Work task: The answer must be every record below, repeated exactly.

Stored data
*** Begin section ***
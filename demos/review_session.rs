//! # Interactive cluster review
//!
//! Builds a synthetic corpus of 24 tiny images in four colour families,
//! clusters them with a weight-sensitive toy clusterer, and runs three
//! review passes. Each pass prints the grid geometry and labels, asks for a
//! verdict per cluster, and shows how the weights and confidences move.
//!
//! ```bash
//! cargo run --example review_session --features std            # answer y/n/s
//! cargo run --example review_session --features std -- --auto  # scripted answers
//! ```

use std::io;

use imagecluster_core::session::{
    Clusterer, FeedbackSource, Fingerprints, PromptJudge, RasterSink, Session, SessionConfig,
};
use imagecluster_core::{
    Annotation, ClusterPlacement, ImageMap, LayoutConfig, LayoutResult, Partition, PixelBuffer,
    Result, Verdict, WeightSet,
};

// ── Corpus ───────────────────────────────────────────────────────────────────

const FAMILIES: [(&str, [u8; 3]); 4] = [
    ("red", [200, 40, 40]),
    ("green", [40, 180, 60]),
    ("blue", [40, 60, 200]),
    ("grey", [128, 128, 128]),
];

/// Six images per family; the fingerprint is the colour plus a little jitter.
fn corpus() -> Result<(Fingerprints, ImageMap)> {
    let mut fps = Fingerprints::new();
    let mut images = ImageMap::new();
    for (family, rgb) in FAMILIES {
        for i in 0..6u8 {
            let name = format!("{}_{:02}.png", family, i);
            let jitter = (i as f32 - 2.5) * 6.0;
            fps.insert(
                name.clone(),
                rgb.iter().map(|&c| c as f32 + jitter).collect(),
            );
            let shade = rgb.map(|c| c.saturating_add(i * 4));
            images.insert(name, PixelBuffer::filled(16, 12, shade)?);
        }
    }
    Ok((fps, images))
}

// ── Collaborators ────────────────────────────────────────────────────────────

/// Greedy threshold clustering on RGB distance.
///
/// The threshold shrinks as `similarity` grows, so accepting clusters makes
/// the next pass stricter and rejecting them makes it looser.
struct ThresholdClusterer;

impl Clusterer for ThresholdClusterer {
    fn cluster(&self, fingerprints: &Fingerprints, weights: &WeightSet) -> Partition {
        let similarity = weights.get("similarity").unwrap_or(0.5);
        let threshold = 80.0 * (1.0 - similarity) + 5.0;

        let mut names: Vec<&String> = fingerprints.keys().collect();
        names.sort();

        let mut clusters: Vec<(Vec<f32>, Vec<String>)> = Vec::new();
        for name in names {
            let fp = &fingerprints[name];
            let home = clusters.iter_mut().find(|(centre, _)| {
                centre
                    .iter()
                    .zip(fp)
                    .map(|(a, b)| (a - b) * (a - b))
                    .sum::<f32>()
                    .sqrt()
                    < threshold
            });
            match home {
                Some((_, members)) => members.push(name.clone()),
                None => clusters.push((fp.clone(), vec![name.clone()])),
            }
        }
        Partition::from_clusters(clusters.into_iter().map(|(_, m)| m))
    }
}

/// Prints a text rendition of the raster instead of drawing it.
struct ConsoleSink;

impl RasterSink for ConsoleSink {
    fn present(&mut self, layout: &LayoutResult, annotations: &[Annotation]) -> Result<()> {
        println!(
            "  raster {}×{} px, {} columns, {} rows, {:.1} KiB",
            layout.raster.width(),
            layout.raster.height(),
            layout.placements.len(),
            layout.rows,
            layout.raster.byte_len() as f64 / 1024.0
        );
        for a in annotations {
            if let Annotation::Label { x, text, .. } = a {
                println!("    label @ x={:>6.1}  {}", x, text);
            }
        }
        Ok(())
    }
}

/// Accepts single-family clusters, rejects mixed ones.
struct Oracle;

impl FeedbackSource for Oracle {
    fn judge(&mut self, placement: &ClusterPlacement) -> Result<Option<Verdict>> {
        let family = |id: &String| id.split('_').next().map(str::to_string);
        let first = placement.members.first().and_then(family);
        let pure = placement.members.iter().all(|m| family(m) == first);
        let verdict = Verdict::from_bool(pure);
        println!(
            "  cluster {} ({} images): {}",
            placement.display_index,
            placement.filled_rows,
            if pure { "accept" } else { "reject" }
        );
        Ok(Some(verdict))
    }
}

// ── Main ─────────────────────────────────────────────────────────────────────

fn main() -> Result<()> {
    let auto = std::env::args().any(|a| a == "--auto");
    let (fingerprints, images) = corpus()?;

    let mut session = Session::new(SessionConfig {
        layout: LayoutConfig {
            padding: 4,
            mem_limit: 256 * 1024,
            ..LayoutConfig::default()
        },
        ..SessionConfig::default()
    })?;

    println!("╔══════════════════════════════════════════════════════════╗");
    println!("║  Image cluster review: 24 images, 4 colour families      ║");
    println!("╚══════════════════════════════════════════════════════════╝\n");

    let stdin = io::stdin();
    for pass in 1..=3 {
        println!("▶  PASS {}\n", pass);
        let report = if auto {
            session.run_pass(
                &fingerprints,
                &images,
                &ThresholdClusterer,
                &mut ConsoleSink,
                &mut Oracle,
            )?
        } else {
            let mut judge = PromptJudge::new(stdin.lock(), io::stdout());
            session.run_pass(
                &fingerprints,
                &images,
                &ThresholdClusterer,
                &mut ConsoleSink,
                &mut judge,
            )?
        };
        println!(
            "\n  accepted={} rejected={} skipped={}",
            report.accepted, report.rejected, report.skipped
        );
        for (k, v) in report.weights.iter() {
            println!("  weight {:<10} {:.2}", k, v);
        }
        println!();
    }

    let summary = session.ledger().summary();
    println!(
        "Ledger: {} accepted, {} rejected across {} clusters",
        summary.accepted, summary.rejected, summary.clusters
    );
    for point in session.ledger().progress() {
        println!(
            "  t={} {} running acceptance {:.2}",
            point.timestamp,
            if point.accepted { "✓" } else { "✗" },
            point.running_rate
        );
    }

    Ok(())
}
*** End section ***
Exercise solution:
filename demos/review_session.rs
//! # Interactive cluster review
//!
//! Builds a synthetic corpus of 24 tiny images in four colour families,
//! clusters them with a weight-sensitive toy clusterer, and runs three
//! review passes. Each pass prints the grid geometry and labels, asks for a
//! verdict per cluster, and shows how the weights and confidences move.
//!
//! ```bash
//! cargo run --example review_session --features std            # answer y/n/s
//! cargo run --example review_session --features std -- --auto  # scripted answers
//! ```

use std::io;

use imagecluster_core::session::{
    Clusterer, FeedbackSource, Fingerprints, PromptJudge, RasterSink, Session, SessionConfig,
};
use imagecluster_core::{
    Annotation, ClusterPlacement, ImageMap, LayoutConfig, LayoutResult, Partition, PixelBuffer,
    Result, Verdict, WeightSet,
};

// ── Corpus ───────────────────────────────────────────────────────────────────

const FAMILIES: [(&str, [u8; 3]); 4] = [
    ("red", [200, 40, 40]),
    ("green", [40, 180, 60]),
    ("blue", [40, 60, 200]),
    ("grey", [128, 128, 128]),
];

/// Six images per family; the fingerprint is the colour plus a little jitter.
fn corpus() -> Result<(Fingerprints, ImageMap)> {
    let mut fps = Fingerprints::new();
    let mut images = ImageMap::new();
    for (family, rgb) in FAMILIES {
        for i in 0..6u8 {
            let name = format!("{}_{:02}.png", family, i);
            let jitter = (i as f32 - 2.5) * 6.0;
            fps.insert(
                name.clone(),
                rgb.iter().map(|&c| c as f32 + jitter).collect(),
            );
            let shade = rgb.map(|c| c.saturating_add(i * 4));
            images.insert(name, PixelBuffer::filled(16, 12, shade)?);
        }
    }
    Ok((fps, images))
}

// ── Collaborators ────────────────────────────────────────────────────────────

/// Greedy threshold clustering on RGB distance.
///
/// The threshold shrinks as `similarity` grows, so accepting clusters makes
/// the next pass stricter and rejecting them makes it looser.
struct ThresholdClusterer;

impl Clusterer for ThresholdClusterer {
    fn cluster(&self, fingerprints: &Fingerprints, weights: &WeightSet) -> Partition {
        let similarity = weights.get("similarity").unwrap_or(0.5);
        let threshold = 80.0 * (1.0 - similarity) + 5.0;

        let mut names: Vec<&String> = fingerprints.keys().collect();
        names.sort();

        let mut clusters: Vec<(Vec<f32>, Vec<String>)> = Vec::new();
        for name in names {
            let fp = &fingerprints[name];
            let home = clusters.iter_mut().find(|(centre, _)| {
                centre
                    .iter()
                    .zip(fp)
                    .map(|(a, b)| (a - b) * (a - b))
                    .sum::<f32>()
                    .sqrt()
                    < threshold
            });
            match home {
                Some((_, members)) => members.push(name.clone()),
                None => clusters.push((fp.clone(), vec![name.clone()])),
            }
        }
        Partition::from_clusters(clusters.into_iter().map(|(_, m)| m))
    }
}

/// Prints a text rendition of the raster instead of drawing it.
struct ConsoleSink;

impl RasterSink for ConsoleSink {
    fn present(&mut self, layout: &LayoutResult, annotations: &[Annotation]) -> Result<()> {
        println!(
            "  raster {}×{} px, {} columns, {} rows, {:.1} KiB",
            layout.raster.width(),
            layout.raster.height(),
            layout.placements.len(),
            layout.rows,
            layout.raster.byte_len() as f64 / 1024.0
        );
        for a in annotations {
            if let Annotation::Label { x, text, .. } = a {
                println!("    label @ x={:>6.1}  {}", x, text);
            }
        }
        Ok(())
    }
}

/// Accepts single-family clusters, rejects mixed ones.
struct Oracle;

impl FeedbackSource for Oracle {
    fn judge(&mut self, placement: &ClusterPlacement) -> Result<Option<Verdict>> {
        let family = |id: &String| id.split('_').next().map(str::to_string);
        let first = placement.members.first().and_then(family);
        let pure = placement.members.iter().all(|m| family(m) == first);
        let verdict = Verdict::from_bool(pure);
        println!(
            "  cluster {} ({} images): {}",
            placement.display_index,
            placement.filled_rows,
            if pure { "accept" } else { "reject" }
        );
        Ok(Some(verdict))
    }
}

// ── Main ─────────────────────────────────────────────────────────────────────

fn main() -> Result<()> {
    let auto = std::env::args().any(|a| a == "--auto");
    let (fingerprints, images) = corpus()?;

    let mut session = Session::new(SessionConfig {
        layout: LayoutConfig {
            padding: 4,
            mem_limit: 256 * 1024,
            ..LayoutConfig::default()
        },
        ..SessionConfig::default()
    })?;

    println!("╔══════════════════════════════════════════════════════════╗");
    println!("║  Image cluster review: 24 images, 4 colour families      ║");
    println!("╚══════════════════════════════════════════════════════════╝\n");

    let stdin = io::stdin();
    for pass in 1..=3 {
        println!("▶  PASS {}\n", pass);
        let report = if auto {
            session.run_pass(
                &fingerprints,
                &images,
                &ThresholdClusterer,
                &mut ConsoleSink,
                &mut Oracle,
            )?
        } else {
            let mut judge = PromptJudge::new(stdin.lock(), io::stdout());
            session.run_pass(
                &fingerprints,
                &images,
                &ThresholdClusterer,
                &mut ConsoleSink,
                &mut judge,
            )?
        };
        println!(
            "\n  accepted={} rejected={} skipped={}",
            report.accepted, report.rejected, report.skipped
        );
        for (k, v) in report.weights.iter() {
            println!("  weight {:<10} {:.2}", k, v);
        }
        println!();
    }

    let summary = session.ledger().summary();
    println!(
        "Ledger: {} accepted, {} rejected across {} clusters",
        summary.accepted, summary.rejected, summary.clusters
    );
    for point in session.ledger().progress() {
        println!(
            "  t={} {} running acceptance {:.2}",
            point.timestamp,
            if point.accepted { "✓" } else { "✗" },
            point.running_rate
        );
    }

    Ok(())
}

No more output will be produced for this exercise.